Md. Mostafa Kamal Sarker, Hatem A. Rashwan, Estefania Talavera et al.

First-person (wearable) camera continually captures unscripted interactions of the camera user with objects, people, and scenes reflecting his personal and relational tendencies. One of the preferences of people is their interaction with food events. The regulation of food intake and its duration has a great importance to protect against diseases. Consequently, this work aims to develop a smart model that is able to determine the recurrences of a person on food places during a day. This model is based on a deep end-to-end model for automatic food places recognition by analyzing egocentric photo-streams. In this paper, we apply multi-scale Atrous convolution networks to extract the key features related to food places of the input images. The proposed model is evaluated on an in-house private dataset called "EgoFoodPlaces". Experimental results shows promising results of food places classification recognition in egocentric photo-streams.

Md. Mostafa Kamal Sarker, Mohammed Jabreel, Hatem A. Rashwan et al.

Diversity of food and its attributes represents the culinary habits of peoples from different countries.
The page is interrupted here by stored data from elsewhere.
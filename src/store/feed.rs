//! The news feed reducer.
//!
//! All merge rules match on item identity. Results of page fetches carry a
//! [`RequestToken`] and are dropped when the feed has since moved to another
//! category or cursor.

use std::collections::HashSet;

use tracing::debug;

use crate::model::{NewsItem, NewsPage, ALL_CATEGORIES};

use super::slice::AsyncSlice;

pub const TOP_STORIES_CAPACITY: usize = 5;
pub const TRENDING_CAPACITY: usize = 10;
/// How many trending entries a sidebar shows.
pub const TRENDING_VISIBLE: usize = 5;

const FETCH_PAGE: &str = "fetch_page";
const FETCH_TRENDING: &str = "fetch_trending";

/// Fixed-capacity view, newest at the front.
#[derive(Debug, Clone, PartialEq)]
pub struct BoundedRing {
    items: Vec<NewsItem>,
    capacity: usize,
}

impl BoundedRing {
    pub fn new(capacity: usize) -> Self {
        Self {
            items: Vec::with_capacity(capacity),
            capacity,
        }
    }

    pub fn items(&self) -> &[NewsItem] {
        &self.items
    }

    pub fn len(&self) -> usize {
        self.items.len()
    }

    pub fn is_empty(&self) -> bool {
        self.items.is_empty()
    }

    pub fn capacity(&self) -> usize {
        self.capacity
    }

    /// Replace the entry with the same id in place, or insert at the front and
    /// evict from the tail past capacity.
    pub fn upsert_front(&mut self, item: NewsItem) {
        match self.items.iter_mut().find(|existing| existing.id == item.id) {
            Some(slot) => *slot = item,
            None => {
                self.items.insert(0, item);
                self.items.truncate(self.capacity);
            }
        }
    }

    pub fn replace_all(&mut self, items: impl IntoIterator<Item = NewsItem>) {
        self.items = items.into_iter().take(self.capacity).collect();
    }
}

/// The category and cursor a page fetch was issued for.
#[derive(Debug, Clone, PartialEq, Eq, Hash)]
pub struct RequestToken {
    pub category: String,
    pub page: u32,
}

impl RequestToken {
    pub fn new(category: impl Into<String>, page: u32) -> Self {
        Self {
            category: category.into(),
            page,
        }
    }
}

#[derive(Debug, Clone, PartialEq)]
pub struct Feed {
    pub items: Vec<NewsItem>,
    pub top_stories: BoundedRing,
    pub trending: BoundedRing,
    pub has_more: bool,
    pub page: u32,
    pub category: String,
    in_flight: Option<RequestToken>,
}

impl Default for Feed {
    fn default() -> Self {
        Self {
            items: Vec::new(),
            top_stories: BoundedRing::new(TOP_STORIES_CAPACITY),
            trending: BoundedRing::new(TRENDING_CAPACITY),
            has_more: true,
            page: 1,
            category: ALL_CATEGORIES.to_string(),
            in_flight: None,
        }
    }
}

impl Feed {
    /// The token a page fetch issued right now would carry.
    pub fn current_token(&self) -> RequestToken {
        RequestToken::new(self.category.clone(), self.page)
    }

    pub fn visible_trending(&self) -> &[NewsItem] {
        let trending = self.trending.items();
        &trending[..trending.len().min(TRENDING_VISIBLE)]
    }

    fn merge_page(&mut self, page: NewsPage) {
        if self.page == 1 {
            self.items = page.items;
            if self.top_stories.is_empty() {
                self.top_stories.replace_all(
                    self.items
                        .iter()
                        .filter(|item| item.is_breaking)
                        .take(TOP_STORIES_CAPACITY)
                        .cloned(),
                );
            }
        } else {
            let mut seen: HashSet<String> =
                self.items.iter().map(|item| item.id.clone()).collect();
            let fresh: Vec<NewsItem> = page
                .items
                .into_iter()
                .filter(|new| seen.insert(new.id.clone()))
                .collect();
            self.items.extend(fresh);
        }
        self.has_more = page.has_more;
    }

    fn upsert(&mut self, mut item: NewsItem) {
        item.is_new = true;

        match self.items.iter_mut().find(|existing| existing.id == item.id) {
            Some(slot) => *slot = item.clone(),
            None => self.items.insert(0, item.clone()),
        }

        if item.is_breaking {
            self.top_stories.upsert_front(item.clone());
        }
        if item.is_trending {
            self.trending.upsert_front(item);
        }
    }

    fn update(&mut self, mut item: NewsItem) -> bool {
        match self.items.iter_mut().find(|existing| existing.id == item.id) {
            Some(slot) => {
                item.is_new = true;
                *slot = item;
                true
            }
            None => false,
        }
    }
}

#[derive(Debug, Clone, PartialEq)]
pub enum FeedAction {
    FetchPending(RequestToken),
    FetchFulfilled(RequestToken, NewsPage),
    FetchRejected(RequestToken, String),
    TrendingPending,
    TrendingFulfilled(NewsPage),
    TrendingRejected(String),
    LoadMore,
    Upsert(NewsItem),
    Update(NewsItem),
    ClearNewIndicators,
    Reset,
}

pub type FeedState = AsyncSlice<Feed>;

impl FeedState {
    /// Apply one action. Returns whether the feed's items changed.
    pub fn apply(&mut self, action: FeedAction) -> bool {
        match action {
            FeedAction::FetchPending(token) => {
                self.begin(FETCH_PAGE);
                self.data.in_flight = Some(token);
                false
            }
            FeedAction::FetchFulfilled(token, page) => {
                if !self.accept_result(&token) {
                    return false;
                }
                self.fulfil(FETCH_PAGE, page, Feed::merge_page);
                true
            }
            FeedAction::FetchRejected(token, message) => {
                if self.accept_result(&token) {
                    self.reject(FETCH_PAGE, message);
                }
                false
            }
            FeedAction::TrendingPending => {
                self.begin(FETCH_TRENDING);
                false
            }
            FeedAction::TrendingFulfilled(page) => {
                self.fulfil(FETCH_TRENDING, page, |feed, page| {
                    feed.trending.replace_all(page.items)
                });
                false
            }
            FeedAction::TrendingRejected(message) => {
                self.reject(FETCH_TRENDING, message);
                false
            }
            FeedAction::LoadMore => {
                self.data.page += 1;
                false
            }
            FeedAction::Upsert(item) => {
                self.data.upsert(item);
                true
            }
            FeedAction::Update(item) => self.data.update(item),
            FeedAction::ClearNewIndicators => {
                for item in &mut self.data.items {
                    item.is_new = false;
                }
                false
            }
            FeedAction::Reset => {
                *self = FeedState::default();
                false
            }
        }
    }

    /// Whether a page fetch is in flight, regardless of trending fetches.
    pub fn is_fetching_page(&self) -> bool {
        self.is_loading_op(FETCH_PAGE)
    }

    /// Switch category and rewind the cursor before the next fetch. Only
    /// reachable through the root category switch, which keeps the
    /// categories slice in step.
    pub(super) fn select_category(&mut self, category: String) {
        self.data.category = category;
        self.data.page = 1;
        self.data.has_more = true;
    }

    /// Whether a settled page fetch still belongs to the current context.
    fn accept_result(&mut self, token: &RequestToken) -> bool {
        let was_in_flight = self.data.in_flight.as_ref() == Some(token);
        if was_in_flight {
            self.data.in_flight = None;
        }

        if *token == self.data.current_token() {
            return true;
        }

        debug!(
            "Discarding stale page {} for '{}' (now page {} of '{}')",
            token.page, token.category, self.data.page, self.data.category
        );
        if was_in_flight {
            self.settle(FETCH_PAGE);
        }
        false
    }
}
Thus, this paper addresses the problem of identifying food culture of people around the world and its flavor by classifying two main food attributes, cuisine and flavor. A deep learning model based on multi-scale convotuional networks is proposed for extracting more accurate features from input images. The aggregation of multi-scale convolution layers with different kernel size is also used for weighting the features results from different scales. In addition, a joint loss function based on Negative Log Likelihood (NLL) is used to fit the model probability to multi labeled classes for multi-modal classification task. Furthermore, this work provides a new dataset for food attributes, so-called Yummly48K, extracted from the popular food website, Yummly. Our model is assessed on the constructed Yummly48K dataset. The experimental results show that our proposed method yields 65% and 62% average F1 score on validation and test set which outperforming the state-of-the-art models.

Md. Mostafa Kamal Sarker, Hatem A. Rashwan, Farhan Akram et al.

Skin lesion segmentation (SLS) in dermoscopic images is a crucial task for automated diagnosis of melanoma. In this paper, we present a robust deep learning SLS model, so-called SLSDeep, which is represented as an encoder-decoder network. The encoder network is constructed by dilated residual layers, in turn, a pyramid pooling network followed by three convolution layers is used for the decoder. Unlike the traditional methods employing a cross-entropy loss, we investigated a loss function by combining both Negative Log Likelihood (NLL) and End Point Error (EPE) to accurately segment the melanoma regions with sharp boundaries. The robustness of the proposed model was evaluated on two public databases: ISBI 2016 and 2017 for skin lesion analysis towards melanoma detection challenge. The proposed model outperforms the state-of-the-art methods in terms of segmentation accuracy. Moreover, it is capable to segment more than $100$ images of size 384x384 per second on a recent GPU.